Saved entries:

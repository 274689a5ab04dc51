use std::path::PathBuf;
use std::time::Duration;

use serde::{Deserialize, Serialize};

use crate::collection::DEFAULT_SAVE_DELAY;
use crate::storage::{default_fallback_dir, default_notes_dir};

/// Runtime configuration for the notes store.
#[derive(Debug, Clone, Serialize, Deserialize)]
pub struct StickiesConfig {
    /// Preferred directory for `notes.json`.
    pub notes_dir: PathBuf,
    /// Used when `notes_dir` cannot be created.
    pub fallback_dir: PathBuf,
    /// Quiet period before a change is written to disk.
    pub save_delay_ms: u64,
}

impl Default for StickiesConfig {
    fn default() -> Self {
        Self {
            notes_dir: default_notes_dir(),
            fallback_dir: default_fallback_dir(),
            save_delay_ms: DEFAULT_SAVE_DELAY.as_millis() as u64,
        }
    }
}

impl StickiesConfig {
    /// Defaults with any explicitly provided values layered on top.
    pub fn with_overrides(
        notes_dir: Option<PathBuf>,
        fallback_dir: Option<PathBuf>,
        save_delay_ms: Option<u64>,
    ) -> Self {
        let defaults = Self::default();
        Self {
            notes_dir: notes_dir.unwrap_or(defaults.notes_dir),
            fallback_dir: fallback_dir.unwrap_or(defaults.fallback_dir),
            save_delay_ms: save_delay_ms.unwrap_or(defaults.save_delay_ms),
        }
    }

    pub fn save_delay(&self) -> Duration {
        Duration::from_millis(self.save_delay_ms)
    }
}
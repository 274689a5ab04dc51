mod location;
mod note_store;

pub use location::{default_fallback_dir, default_notes_dir, resolve, StorageLocation};
pub use note_store::{NoteStore, RestoreSource, Restored, NOTES_FILE};
// src/entity/color.rs
use serde::{de, Deserialize, Deserializer, Serialize, Serializer};

use crate::error::StickiesError;

/// An opaque RGB background color, written as `#rrggbb`.
#[derive(Debug, Clone, Copy, PartialEq, Eq, Hash)]
pub struct Color {
    pub r: u8,
    pub g: u8,
    pub b: u8,
}

impl Color {
    /// Post-it yellow.
    pub const DEFAULT: Color = Color::rgb(0xff, 0xf7, 0x9a);

    pub const fn rgb(r: u8, g: u8, b: u8) -> Self {
        Self { r, g, b }
    }

    /// Parse a stored value, falling back to [`Color::DEFAULT`] when it is
    /// missing or not a recognizable hex color.
    pub fn parse_or_default(value: Option<&str>) -> Self {
        value
            .and_then(|s| s.parse().ok())
            .unwrap_or(Self::DEFAULT)
    }
}

impl Default for Color {
    fn default() -> Self {
        Self::DEFAULT
    }
}

impl std::fmt::Display for Color {
    fn fmt(&self, f: &mut std::fmt::Formatter<'_>) -> std::fmt::Result {
        write!(f, "#{:02x}{:02x}{:02x}", self.r, self.g, self.b)
    }
}

impl std::str::FromStr for Color {
    type Err = StickiesError;

    fn from_str(s: &str) -> Result<Self, Self::Err> {
        let invalid = || StickiesError::InvalidColor(s.to_string());
        let hex = s.trim().strip_prefix('#').ok_or_else(invalid)?;
        if !hex.chars().all(|c| c.is_ascii_hexdigit()) {
            return Err(invalid());
        }

        let channel = |digits: &str| u8::from_str_radix(digits, 16).map_err(|_| invalid());
        match hex.len() {
            // #rgb expands each nibble: #abc == #aabbcc
            3 => {
                let r = channel(&hex[0..1])?;
                let g = channel(&hex[1..2])?;
                let b = channel(&hex[2..3])?;
                Ok(Color::rgb(r * 0x11, g * 0x11, b * 0x11))
            }
            6 => Ok(Color::rgb(
                channel(&hex[0..2])?,
                channel(&hex[2..4])?,
                channel(&hex[4..6])?,
            )),
            _ => Err(invalid()),
        }
    }
}

impl Serialize for Color {
    fn serialize<S: Serializer>(&self, serializer: S) -> Result<S::Ok, S::Error> {
        serializer.serialize_str(&self.to_string())
    }
}

impl<'de> Deserialize<'de> for Color {
    fn deserialize<D: Deserializer<'de>>(deserializer: D) -> Result<Self, D::Error> {
        let s = String::deserialize(deserializer)?;
        s.parse().map_err(de::Error::custom)
    }
}
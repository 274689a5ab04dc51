//! Diagnostic logging to stderr.
//!
//! stdout is reserved for command output and the `run` protocol, so all
//! tracing output goes to stderr. `RUST_LOG` takes precedence over the
//! `--verbose` flag.

use tracing_subscriber::EnvFilter;

const DEFAULT_FILTER: &str = "stickies=warn";
const VERBOSE_FILTER: &str = "stickies=debug";

pub fn init(verbose: bool) {
    let fallback = if verbose {
        VERBOSE_FILTER
    } else {
        DEFAULT_FILTER
    };
    let filter = EnvFilter::try_from_default_env().unwrap_or_else(|_| EnvFilter::new(fallback));

    // A subscriber may already be installed (e.g. by a test harness).
    let _ = tracing_subscriber::fmt()
        .with_env_filter(filter)
        .with_writer(std::io::stderr)
        .with_target(false)
        .try_init();
}
use std::time::Duration;

use tokio::time::Instant;

/// Default quiet period before a requested save runs.
pub const DEFAULT_SAVE_DELAY: Duration = Duration::from_millis(200);

/// Identifies one scheduled save. Only the most recently issued token can fire.
#[derive(Debug, Clone, Copy, PartialEq, Eq)]
pub struct SaveToken(u64);

/// Single-slot debounce timer.
///
/// Every [`schedule`](Debouncer::schedule) restarts the quiet period and
/// invalidates the previous token, so a burst of requests collapses into one
/// action that runs `delay` after the last request.
#[derive(Debug)]
pub struct Debouncer {
    delay: Duration,
    generation: u64,
    pending: Option<(SaveToken, Instant)>,
}

impl Debouncer {
    pub fn new(delay: Duration) -> Self {
        Self {
            delay,
            generation: 0,
            pending: None,
        }
    }

    pub fn delay(&self) -> Duration {
        self.delay
    }

    pub fn schedule(&mut self, now: Instant) -> SaveToken {
        self.generation += 1;
        let token = SaveToken(self.generation);
        self.pending = Some((token, now + self.delay));
        token
    }

    pub fn deadline(&self) -> Option<Instant> {
        self.pending.map(|(_, deadline)| deadline)
    }

    pub fn pending_token(&self) -> Option<SaveToken> {
        self.pending.map(|(token, _)| token)
    }

    pub fn is_pending(&self) -> bool {
        self.pending.is_some()
    }

    /// Consume the pending slot if `token` is current and its deadline has
    /// passed. Returns whether the caller should run the action.
    pub fn fire(&mut self, token: SaveToken, now: Instant) -> bool {
        match self.pending {
            Some((current, deadline)) if current == token && now >= deadline => {
                self.pending = None;
                true
            }
            _ => false,
        }
    }

    /// Drop the pending action, if any.
    pub fn cancel(&mut self) -> bool {
        self.pending.take().is_some()
    }
}

impl Default for Debouncer {
    fn default() -> Self {
        Self::new(DEFAULT_SAVE_DELAY)
    }
}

**Task directions:** From the records above, pull out each line that has "StickiesError".

**Exercise output:**
use crate::error::StickiesError;
    type Err = StickiesError;
        let invalid = || StickiesError::InvalidColor(s.to_string());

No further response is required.